(PROBLEM): Below are some entries. Repeat exactly the lines from the one with "use crate::output::Output;" through the one with "pub fn bootstrap(root: Option<PathBuf>, user: bool, json: bool)", and only those.

[Data records]
* * * * * * *

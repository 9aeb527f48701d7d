use std::path::PathBuf;

use crate::config::{self, AppPaths};
use crate::error::AppResult;
use crate::output::Output;
use crate::settings::FileSettingsStore;

#[derive(Debug)]
pub struct AppContext {
    pub paths: AppPaths,
    pub store: FileSettingsStore,
    pub output: Output,
}

impl AppContext {
    pub fn bootstrap(root: Option<PathBuf>, user: bool, json: bool) -> AppResult<Self> {
        let paths = config::resolve_root(root, user)?;
        Ok(Self::with_paths(paths, json))
    }

    pub fn with_paths(paths: AppPaths, json: bool) -> Self {
        let store = FileSettingsStore::new(paths.clone());
        let output = Output::new(json);

        Self {
            paths,
            store,
            output,
        }
    }
}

* * * * * * *

(RESPONSE TO THE EXERCISE):
use crate::output::Output;
use crate::settings::FileSettingsStore;

#[derive(Debug)]
pub struct AppContext {
    pub paths: AppPaths,
    pub store: FileSettingsStore,
    pub output: Output,
}

impl AppContext {
    pub fn bootstrap(root: Option<PathBuf>, user: bool, json: bool) -> AppResult<Self> {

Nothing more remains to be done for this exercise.